まあ、私が追放されていなければの話だけれど。



「叔母さんは知っていますか?」


「ん?何のことだい?」


「私が伯爵家から追放されたことです」


「えっ?!!?」



あからまさまに初耳のような素振りを見せる叔母さん。



「全く、あの家は何なんだい‼人の子を奪っておいて追放なんて!

これだから貴族の野郎は………」



そうだ、私は元々、叔母さんの家に引き取られる予定だったけれど、

私の父が伯爵家の血筋だと知った彼らは、稼ぐ人材を増やすため私を引き取った。


許可なく引き取ったのだから、叔母さんにとっては奪ったと言っても過言ではない。



「叔母さん、声が大きいですよ。貴族に聞かれてらどうするんですか」


「いいんだよ。
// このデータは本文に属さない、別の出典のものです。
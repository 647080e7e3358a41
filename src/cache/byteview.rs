//! Byte View Module
//!
//! Immutable view over a cached value.

use std::fmt;

use bytes::Bytes;

// == Byte View ==
/// An immutable, cheaply clonable view over the bytes of a cached value.
///
/// The underlying buffer is never handed out mutably. Accessors that return
/// owned bytes always return a fresh copy, so callers cannot corrupt the
/// stored data through a returned buffer.
#[derive(Clone, Default, PartialEq, Eq, Hash)]
pub struct ByteView {
    b: Bytes,
}

impl ByteView {
    // == Constructors ==
    /// Takes ownership of `bytes` without copying.
    pub fn new(bytes: Vec<u8>) -> Self {
        Self { b: Bytes::from(bytes) }
    }

    /// Copies `bytes` into a new view.
    pub fn copy_from_slice(bytes: &[u8]) -> Self {
        Self {
            b: Bytes::copy_from_slice(bytes),
        }
    }

    // == Length ==
    /// Returns the length of the view in bytes.
    pub fn len(&self) -> usize {
        self.b.len()
    }

    pub fn is_empty(&self) -> bool {
        self.b.is_empty()
    }

    // == Byte Slice ==
    /// Returns a copy of the data.
    pub fn byte_slice(&self) -> Vec<u8> {
        self.b.to_vec()
    }

    /// Returns the data as a shared `Bytes` handle.
    ///
    /// `Bytes` is read-only, so sharing it does not expose the stored value
    /// to mutation.
    pub fn to_bytes(&self) -> Bytes {
        self.b.clone()
    }

    /// Returns the data as a string, replacing invalid UTF-8 sequences.
    pub fn to_string_lossy(&self) -> String {
        String::from_utf8_lossy(&self.b).into_owned()
    }
}

impl AsRef<[u8]> for ByteView {
    fn as_ref(&self) -> &[u8] {
        &self.b
    }
}

impl From<Vec<u8>> for ByteView {
    fn from(bytes: Vec<u8>) -> Self {
        Self::new(bytes)
    }
}

impl From<&str> for ByteView {
    fn from(s: &str) -> Self {
        Self::copy_from_slice(s.as_bytes())
    }
}

impl fmt::Display for ByteView {
    fn fmt(&self, f: &mut fmt::Formatter<'_>) -> fmt::Result {
        f.write_str(&String::from_utf8_lossy(&self.b))
    }
}

impl fmt::Debug for ByteView {
    fn fmt(&self, f: &mut fmt::Formatter<'_>) -> fmt::Result {
        f.debug_struct("ByteView")
            .field("len", &self.b.len())
            .field("value", &String::from_utf8_lossy(&self.b))
            .finish()
    }
}

// == Unit Tests ==
#[cfg(test)]
mod tests {
    use super::*;

    #[test]
    fn test_len_and_display() {
        let view = ByteView::from("630");
        assert_eq!(view.len(), 3);
        assert!(!view.is_empty());
        assert_eq!(view.to_string(), "630");
    }

    #[test]
    fn test_byte_slice_is_a_copy() {
        let view = ByteView::from("abc");

        let mut copy = view.byte_slice();
        copy[0] = b'z';

        assert_eq!(view.as_ref(), b"abc");
        assert_eq!(view.byte_slice(), b"abc".to_vec());
    }

    #[test]
    fn test_copy_from_slice_detaches_source() {
        let mut source = b"value".to_vec();
        let view = ByteView::copy_from_slice(&source);

        source[0] = b'V';

        assert_eq!(view.to_string(), "value");
    }

    #[test]
    fn test_lossy_string_for_binary_data() {
        let view = ByteView::new(vec![0x66, 0xff, 0x6f]);
        assert_eq!(view.to_string_lossy(), "f\u{fffd}o");
    }

    #[test]
    fn test_empty_view() {
        let view = ByteView::default();
        assert!(view.is_empty());
        assert_eq!(view.len(), 0);
    }
}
家族のこと侮辱されるくらいなら、地下牢に監禁された方がマシ」



家族、か。

久しぶりに聞いた単語に、胸が温かくなる。

ずっとこうしていたい、と思うものの、私が今日ここに来たのには、別の訳がある。



「近頃、ここら辺で魔物が出現した………なんてことがありませんでしたか?」


「そうなんだよ!北の山の方で、隣のおっちゃんが魔物に襲われてさ………」



やっぱり………。魔導書が指していた通りだ。


そう。魔導書で調べたところ、とあるページに、帝国の地図とその上に光る斑点を見つけた。
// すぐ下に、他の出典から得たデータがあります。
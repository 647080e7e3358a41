//! Cache Statistics Module
//!
//! Tracks store performance metrics including hits, misses, and evictions.

use serde::Serialize;

// == Cache Stats ==
/// Tracks store performance metrics.
#[derive(Debug, Clone, Default, PartialEq, Serialize)]
pub struct CacheStats {
    /// Number of successful store retrievals
    pub hits: u64,
    /// Number of failed store retrievals
    pub misses: u64,
    /// Number of entries evicted to satisfy the byte budget
    pub evictions: u64,
    /// Current number of entries in the store
    pub total_entries: usize,
    /// Bytes currently charged against the budget
    pub used_bytes: usize,
    /// Configured byte budget
    pub max_bytes: usize,
}

impl CacheStats {
    // == Constructor ==
    /// Creates a new CacheStats with all counters at zero.
    pub fn new(max_bytes: usize) -> Self {
        Self {
            max_bytes,
            ..Self::default()
        }
    }

    // == Hit Rate ==
    /// Calculates the store hit rate.
    ///
    /// Returns hits / (hits + misses), or 0.0 if no requests have been made.
    pub fn hit_rate(&self) -> f64 {
        let total = self.hits + self.misses;
        if total == 0 {
            0.0
        } else {
            self.hits as f64 / total as f64
        }
    }

    pub fn record_hit(&mut self) {
        self.hits += 1;
    }

    pub fn record_miss(&mut self) {
        self.misses += 1;
    }

    pub fn record_eviction(&mut self) {
        self.evictions += 1;
    }

    // == Update Occupancy ==
    /// Updates the entry count and byte usage.
    pub fn set_occupancy(&mut self, entries: usize, used_bytes: usize) {
        self.total_entries = entries;
        self.used_bytes = used_bytes;
    }
}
場所を調べると、丁度叔母さんの村の周辺だったので、ここに来たということだ。



「魔物の容姿について、詳しく教えてもらえませんか?」




■□■⚔■□■




「確かね………肌が青っぽい緑色だって聞いたよ。人間よりちょびっと小柄で、

こん棒を振り回してたとか………」


「肌色は青緑………小柄で木の棒を振り回す………」



持ってきたメモ帳を手に、叔母さんの情報を聞く。



「まあ風の噂だから、信用はならないけどね。隣の宿屋に行けば、襲われた張本人のおっちゃんが住んでるよ。そこで聞けばいいさ」


「そうですね………。ありがとうございます、叔母さん」


「いいわよ、そんな丁寧にお辞儀しなくても。なんだか堅苦しいわ。家族なんだしリラックスしてもいいのよ?」



〝堅苦しいわ〟


叔母さんから発せられた言葉に、体が固まる。


家族でも敬語なのは、伯爵家での過酷なレッスンで付いた癖だ。

お辞儀だって、そう。

赤子の時から付いてしまった癖は、どうも治せそうにない。


本当、あの家は憎たらしい思いでしかない。



「おっちゃんの家に行ってきな。あたしゃ家事で行けそうにないからね」


「はい」



鞄を肩にかけ、おぼつかない足取りで、私は叔母の家の玄関口を閉じた。